A question may arise whether we have the Memoirs of Baber at the present day as perfect as he wrote them; and in spite of the various hiatus which they exhibit, one of which extends to a period of twelve years, I am inclined to believe that they never were much more perfect than we now possess them. This opinion I entertain first from the fact that all the copies and translations which I have seen or heard of, are deficient in the same important passages; and next, from the remarkable fact, that the narratives of the different authors who treat of Baber's reign, are more or less particular, exactly where the Memoirs, as we now possess them, are more or less minute. In many instances there are chasms in his history which no succeeding writer has supplied. This would not have been the case had he written and published the whole events of his reign in a continuous narrative. It is remarkable too, that, in commencing his fifth invasion of India, he makes a sort of recapitulation, which would have been unnecessary, had the events alluded to been explained immediately before, as they must have been, had he written an unbroken history of his reign.
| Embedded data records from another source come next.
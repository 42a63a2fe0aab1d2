//! Kneedle knee/elbow detection on a ranked score distribution.
//!
//! The input is sorted ascending and read as a curve `y(x)` with `x` the rank
//! index. Both axes are normalized to `[0, 1]` and `y` is oriented so the knee
//! for the requested polarity is a maximum of the difference curve
//! `y_norm - x_norm`, i.e. the (√2-scaled) signed distance to the chord
//! joining the first and last points. Only interior points are candidates.

use ndarray::{Array1, Array2, s};
use serde::Serialize;

pub const DEFAULT_SENSITIVITY: f64 = 1.0;
pub const DEFAULT_POLYNOMIAL_DEGREE: usize = 7;
pub const MIN_POINTS: usize = 3;

#[derive(Copy, Clone, Debug, Eq, PartialEq, Serialize)]
#[serde(rename_all = "snake_case")]
pub enum Curve {
    Concave,
    Convex,
}

impl Curve {
    pub fn as_str(self) -> &'static str {
        match self {
            Self::Concave => "concave",
            Self::Convex => "convex",
        }
    }
}

#[derive(Copy, Clone, Debug, Eq, PartialEq, Serialize)]
#[serde(rename_all = "snake_case")]
pub enum Direction {
    Increasing,
    Decreasing,
}

impl Direction {
    pub fn as_str(self) -> &'static str {
        match self {
            Self::Increasing => "increasing",
            Self::Decreasing => "decreasing",
        }
    }
}

/// Attempt order used by [`find_threshold`]; the first polarity that yields
/// a knee wins.
pub const FALLBACK_ORDER: [(Curve, Direction); 4] = [
    (Curve::Concave, Direction::Increasing),
    (Curve::Convex, Direction::Increasing),
    (Curve::Concave, Direction::Decreasing),
    (Curve::Convex, Direction::Decreasing),
];

#[derive(Copy, Clone, Debug, PartialEq)]
pub enum Smoothing {
    None,
    /// Least-squares polynomial fit of the sorted values before detection.
    Polynomial { degree: usize },
}

#[derive(Copy, Clone, Debug, PartialEq)]
pub struct KneeParams {
    /// How far (in mean x-steps) the difference curve must fall below a local
    /// maximum before that maximum is accepted.
    pub sensitivity: f64,
    pub smoothing: Smoothing,
}

impl Default for KneeParams {
    fn default() -> Self {
        Self {
            sensitivity: DEFAULT_SENSITIVITY,
            smoothing: Smoothing::None,
        }
    }
}

#[derive(Copy, Clone, Debug, PartialEq)]
pub struct Knee {
    /// Position in the ascending-sorted input.
    pub index: usize,
    /// Original (unsmoothed) value at `index`.
    pub value: f64,
    pub curve: Curve,
    pub direction: Direction,
}

#[derive(Copy, Clone, Debug, PartialEq, Serialize)]
#[serde(tag = "status", rename_all = "snake_case")]
pub enum ThresholdOutcome {
    Found {
        value: f64,
        index: usize,
        curve: Curve,
        direction: Direction,
    },
    NotFound,
}

impl From<Option<Knee>> for ThresholdOutcome {
    fn from(knee: Option<Knee>) -> Self {
        match knee {
            Some(knee) => Self::Found {
                value: knee.value,
                index: knee.index,
                curve: knee.curve,
                direction: knee.direction,
            },
            None => Self::NotFound,
        }
    }
}

/// Tries every polarity in [`FALLBACK_ORDER`] and reports the first knee.
pub fn find_threshold(values: &[f64], params: &KneeParams) -> ThresholdOutcome {
    FALLBACK_ORDER
        .iter()
        .find_map(|&(curve, direction)| find_knee(values, curve, direction, params))
        .into()
}

/// Non-finite values are ignored. Returns `None` for fewer than
/// [`MIN_POINTS`] values, a flat sequence, or when no interior maximum
/// satisfies the sensitivity criterion.
pub fn find_knee(
    values: &[f64],
    curve: Curve,
    direction: Direction,
    params: &KneeParams,
) -> Option<Knee> {
    let mut sorted = values
        .iter()
        .copied()
        .filter(|value| value.is_finite())
        .collect::<Vec<f64>>();
    sorted.sort_by(f64::total_cmp);

    let n = sorted.len();
    if n < MIN_POINTS {
        return None;
    }

    let fitted = match params.smoothing {
        Smoothing::None => sorted.clone(),
        Smoothing::Polynomial { degree } => polynomial_fit(&sorted, degree)?,
    };

    let x_norm = (0..n)
        .map(|index| index as f64 / (n - 1) as f64)
        .collect::<Vec<f64>>();
    let mut y_norm = normalize(&fitted)?;
    orient(&mut y_norm, curve, direction);

    let difference = y_norm
        .iter()
        .zip(&x_norm)
        .map(|(y, x)| y - x)
        .collect::<Vec<f64>>();

    let is_max = |i: usize| difference[i] >= difference[i - 1] && difference[i] >= difference[i + 1];
    let is_min = |i: usize| difference[i] <= difference[i - 1] && difference[i] <= difference[i + 1];

    let first_max = (1..n - 1).find(|&i| is_max(i))?;
    let mean_step = x_norm.windows(2).map(|pair| (pair[1] - pair[0]).abs()).sum::<f64>()
        / (n - 1) as f64;

    let mut threshold = f64::NEG_INFINITY;
    let mut threshold_index = first_max;
    for i in first_max..n - 1 {
        if is_max(i) {
            threshold = difference[i] - params.sensitivity * mean_step;
            threshold_index = i;
        }
        if is_min(i) {
            threshold = 0.0;
        }
        if difference[i + 1] < threshold {
            let index = unorient_index(threshold_index, n, curve, direction);
            return Some(Knee {
                index,
                value: sorted[index],
                curve,
                direction,
            });
        }
    }

    None
}

fn normalize(values: &[f64]) -> Option<Vec<f64>> {
    let min = values.iter().copied().fold(f64::INFINITY, f64::min);
    let max = values.iter().copied().fold(f64::NEG_INFINITY, f64::max);
    let range = max - min;
    if !(range > 0.0) || !range.is_finite() {
        return None;
    }
    Some(values.iter().map(|value| (value - min) / range).collect())
}

/// Turns every polarity into the concave/increasing case.
fn orient(y_norm: &mut [f64], curve: Curve, direction: Direction) {
    let max = y_norm.iter().copied().fold(f64::NEG_INFINITY, f64::max);
    match (curve, direction) {
        (Curve::Concave, Direction::Increasing) => {}
        (Curve::Concave, Direction::Decreasing) => y_norm.reverse(),
        (Curve::Convex, Direction::Decreasing) => {
            y_norm.iter_mut().for_each(|y| *y = max - *y);
        }
        (Curve::Convex, Direction::Increasing) => {
            y_norm.iter_mut().for_each(|y| *y = max - *y);
            y_norm.reverse();
        }
    }
}

fn unorient_index(index: usize, n: usize, curve: Curve, direction: Direction) -> usize {
    match (curve, direction) {
        (Curve::Concave, Direction::Increasing) | (Curve::Convex, Direction::Decreasing) => index,
        (Curve::Concave, Direction::Decreasing) | (Curve::Convex, Direction::Increasing) => {
            n - 1 - index
        }
    }
}

/// Fitted values of a least-squares polynomial over the rank index. The index
/// is mapped onto `[-1, 1]` and the system solved by Householder QR; the
/// degree is capped at `n - 1`.
fn polynomial_fit(y: &[f64], degree: usize) -> Option<Vec<f64>> {
    let n = y.len();
    if n < 2 {
        return None;
    }
    let cols = degree.min(n - 1) + 1;
    let span = (n - 1) as f64;

    let vandermonde = Array2::from_shape_fn((n, cols), |(row, col)| {
        (2.0 * row as f64 / span - 1.0).powi(col as i32)
    });
    let mut r = vandermonde.clone();
    let mut qtb = Array1::from(y.to_vec());

    for j in 0..cols {
        let column = r.slice(s![j.., j]).to_owned();
        let norm = column.dot(&column).sqrt();
        if norm == 0.0 {
            return None;
        }
        let alpha = if column[0] > 0.0 { -norm } else { norm };
        let mut v = column;
        v[0] -= alpha;
        let v_norm_sq = v.dot(&v);
        if v_norm_sq == 0.0 {
            continue;
        }

        for col in j..cols {
            let projection = 2.0 * v.dot(&r.slice(s![j.., col])) / v_norm_sq;
            r.slice_mut(s![j.., col]).scaled_add(-projection, &v);
        }
        let projection = 2.0 * v.dot(&qtb.slice(s![j..])) / v_norm_sq;
        qtb.slice_mut(s![j..]).scaled_add(-projection, &v);
    }

    let mut coefficients = vec![0.0; cols];
    for row in (0..cols).rev() {
        let diagonal = r[[row, row]];
        if diagonal.abs() <= f64::EPSILON {
            return None;
        }
        let tail = (row + 1..cols)
            .map(|col| r[[row, col]] * coefficients[col])
            .sum::<f64>();
        coefficients[row] = (qtb[row] - tail) / diagonal;
    }

    Some(vandermonde.dot(&Array1::from(coefficients)).to_vec())
}

#[cfg(test)]
mod tests;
Baber himself seems to have been satisfied with his labours, for, towards the close of his life, we find him sending a copy of his work from Hindustân to a friend in Kâbul. The Memoirs continued to be held in the greatest veneration at the Courts of Delhi and Agra after his death. From some marginal notes which appear on both copies of the translation, as well as on the Tûrki original, it appears that the Emperor Humâiûn, even after he had ascended the throne, and not long before his death, had transcribed the Memoirs with his own hand. In the reign of Akber, they were translated from the original Tûrki into Persian by the celebrated Mirza Abdal-Rahîm, the son of the Biram Khan, who acted so conspicuous a part in the reigns of the Emperors Humâiûn and Akber.*

* As his translation is so often referred to in the following pages, and may be regarded as in some degree a second original, a few anecdotes of the life of the author may not be here misplaced:-When Humâiûu, after his long misfortunes, was restored to the throne of Delhi, in order to attach to his interests the chief men of the various principalities of Hindustân, he encouraged intermarriages between their families and those of his chief Tartar officers. He himself married one daughter of Ismael Khan, the nephew of Hassan Khan of Mewât, so often spoken of in the third part of these Memoirs, and gave another daughter to Biram Khan, his minister and favourite. Of this last marriage, Mirza Abdal-Rahîm was born at Lahore on the 17th of December, 1556, in the first year of Akber's† reign. His father, who was thus connected with the imperial family, and who was unfortunately too powerful for a subject, after having been goaded into rebellion, was killed in Guzerat when on his way to perform the pilgrimage of Mekka. Abdal-Rahîm, his son, then only four years of age, was conveyed in safety to Ahmedâ

+14 Sefer, A. H. 964. See the Maaser al Omra, vol. I. folio. Art. Abdal-Rahim, MS.-This work, which is well known in India, is a curious and very correct Biographical Dictionary of all the eminent statesmen and warriors who have flourished in that country since the time of Baber. It is in two large folio volumes.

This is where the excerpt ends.